Zwischen Straßenplan und Wirklichkeit

Plan: Der Bundesverkehrswegeplan wird für einen Zeitraum von 15 Jahren erstellt. Er gilt bundesweit und listet alle (tatsächlich und vermeintlich) wichtigen Vorhaben auf. Was in diesem Plan auftaucht, hat jedenfalls gute Chancen auf Umsetzung. Herr des Verfahrens ist das Bundesverkehrsministerium in den Händen der CSU.

Umleitung: Insgesamt 878,8 Millionen Euro, die für den Erhalt von Bundesstraßen und Autobahnen vorgesehen waren, wurden zwischen 2010 und 2012 anders verwendet – 13,2 Prozent des Erhaltungsbudgets. Knapp 550 Millionen Euro davon flossen in Um-, Neu- oder Ausbau von Straßen, etwa 213 Millionen in Betriebsausgaben, vom Rest wurden vorfinanzierte Strecken, sogar Fahrzeuge, Geräte und Gebäude gekauft. Der Kniff: Die Haushaltsposten für Sanierung und Neubau sind gegenseitig deckungsfähig. Das bedeutet, sie können auf Antrag eines Landes hin und her geschoben werden. Kein Ende in Sicht: Allein im ersten Halbjahr 2013 wurde acht Straßenbauverwaltungen gestattet, 175 Millionen Euro Erhaltungsmittel für Neubau einzusetzen.

Liste: Das Land Baden-Württemberg hat dem Bund für den Bundesverkehrswegeplan 2015 insgesamt 158 Autobahn- und Bundesstraßenprojekte gemeldet. Davon könnten innerhalb von 15 Jahren etwa 30 Prozent umgesetzt werden. Aber nur, wenn der Bund weiter wie bisher 230 Millionen Euro im Jahr investiert. Der geltende Finanzplan sieht aber vor, dass es jährlich nur noch 120 Millionen für Baden-Württemberg sein sollen. (gar)

 

 

Kommentar: Baden-Württemberg

Weniger Spaten

Oh, wie schön sind Spatenstiche! Gern zur Wahlkampfzeit, gern von Abgeordneten mit gutem Netzwerk.

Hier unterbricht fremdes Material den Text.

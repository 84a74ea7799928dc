//! Mathematical structs and functions.

use cgmath::{Point2, Vector2};
pub use rect::Rect;

mod rect;

/// A 2D point
pub type Point2d = Point2<f64>;

/// A 2D vector
pub type Vector2d = Vector2<f64>;
use crate::util::Interval;
use crate::VehicleId;

/// The shortest lead time used when converting a window into a speed, in s.
pub(crate) const MIN_LEAD_TIME: f64 = 1e-3; // s

/// A speed instruction sent from the intersection to a vehicle.
#[derive(Clone, Copy, Debug, PartialEq)]
pub struct Instruction {
    /// The vehicle to instruct.
    pub vehicle_id: VehicleId,
    /// The speed to adopt in m/s.
    pub target_speed: f64,
    /// The simulation time at which the instruction lapses.
    /// `None` replaces the vehicle's cruising speed instead.
    pub effective_until: Option<f64>,
}

impl Instruction {
    /// Instructs a vehicle to cover `lead_distance` at a constant speed so that
    /// it reaches the crossing zone exactly when `window` opens.
    pub fn arrive_at(vehicle_id: VehicleId, lead_distance: f64, window: Interval<f64>, now: f64) -> Self {
        let lead_time = f64::max(window.min - now, MIN_LEAD_TIME);
        Self {
            vehicle_id,
            target_speed: lead_distance / lead_time,
            effective_until: Some(window.min),
        }
    }

    /// Instructs a vehicle to resume cruising at `speed`.
    pub fn cruise(vehicle_id: VehicleId, speed: f64) -> Self {
        Self {
            vehicle_id,
            target_speed: speed,
            effective_until: None,
        }
    }
}
//! Miscellaneous utility structs and functions.

use std::fmt::Debug;

use cgmath::num_traits::Float;

/// An interval on the real number line.
///
/// Time windows are treated as half-open, `[min, max)`.
#[derive(Copy, Clone, Default, PartialEq, Eq)]
pub struct Interval<T> {
    pub min: T,
    pub max: T,
}

impl<T> Interval<T> {
    /// Creates a new interval.
    pub const fn new(min: T, max: T) -> Self {
        Self { min, max }
    }
}

impl<T: std::cmp::PartialOrd> Interval<T> {
    /// Returns true if this interval overlaps with the other.
    pub fn overlaps(&self, other: &Self) -> bool {
        self.max > other.min && other.max > self.min
    }

    /// Returns true if this interval overlaps with the other,
    /// or ends exactly where the other begins.
    pub fn reaches(&self, other: &Self) -> bool {
        self.max >= other.min && other.max > self.min
    }
}

impl<T: std::ops::Sub<T, Output = T> + Copy> Interval<T> {
    /// Gets the magnitude of the interval.
    pub fn length(&self) -> T {
        self.max - self.min
    }
}

impl<T: Float> Interval<T> {
    /// Returns the centre/mid-point of the interval.
    pub fn midpoint(&self) -> T {
        T::from(0.5).unwrap() * (self.min + self.max)
    }

    /// Returns the smallest interval covering both intervals.
    pub fn hull(&self, other: &Self) -> Self {
        Self {
            min: T::min(self.min, other.min),
            max: T::max(self.max, other.max),
        }
    }

    /// Returns the overlapping part of the two intervals, if it has a positive length.
    pub fn intersection(&self, other: &Self) -> Option<Self> {
        let min = T::max(self.min, other.min);
        let max = T::min(self.max, other.max);
        (max > min).then_some(Self { min, max })
    }
}

impl<T: Debug> Debug for Interval<T> {
    fn fmt(&self, f: &mut std::fmt::Formatter<'_>) -> std::fmt::Result {
        write!(f, "Interval({:?}, {:?})", &self.min, &self.max)
    }
}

Doch während die Spaten vor den Kameras geschwungen werden, bröseln die bestehenden Straßen und Brücken weiter. Man nennt es Sanierungsstau. Was angefangen wird zu bauen, entscheiden häufig kleine Zirkel mit kurzem Draht ins Bundesverkehrsministerium. Profilierung geht dann oft vor Notwendigkeit, Neubau vor kostspieliger Erhaltung. Man kann Verkehrsminister Winfried Hermann manches vorwerfen, kaum aber den Ehrgeiz, diese auf schnellen Applaus angelegte Spatenstichpolitik beenden zu wollen. Dass die Opposition die Priorisierungs-Listen des Landes als nutzlos kritisiert, nur weil sie in Berlin ignoriert werden, sind Relikte alten Denkens. Es stünde der Südwest-CDU gut zu Gesicht, sich ebenfalls für zweckgebundene Sanierungsgelder und transparent finanzierte Straßenbauprojekte stark zu machen statt für Methoden, wie sie einer Amigo-Republik frommen.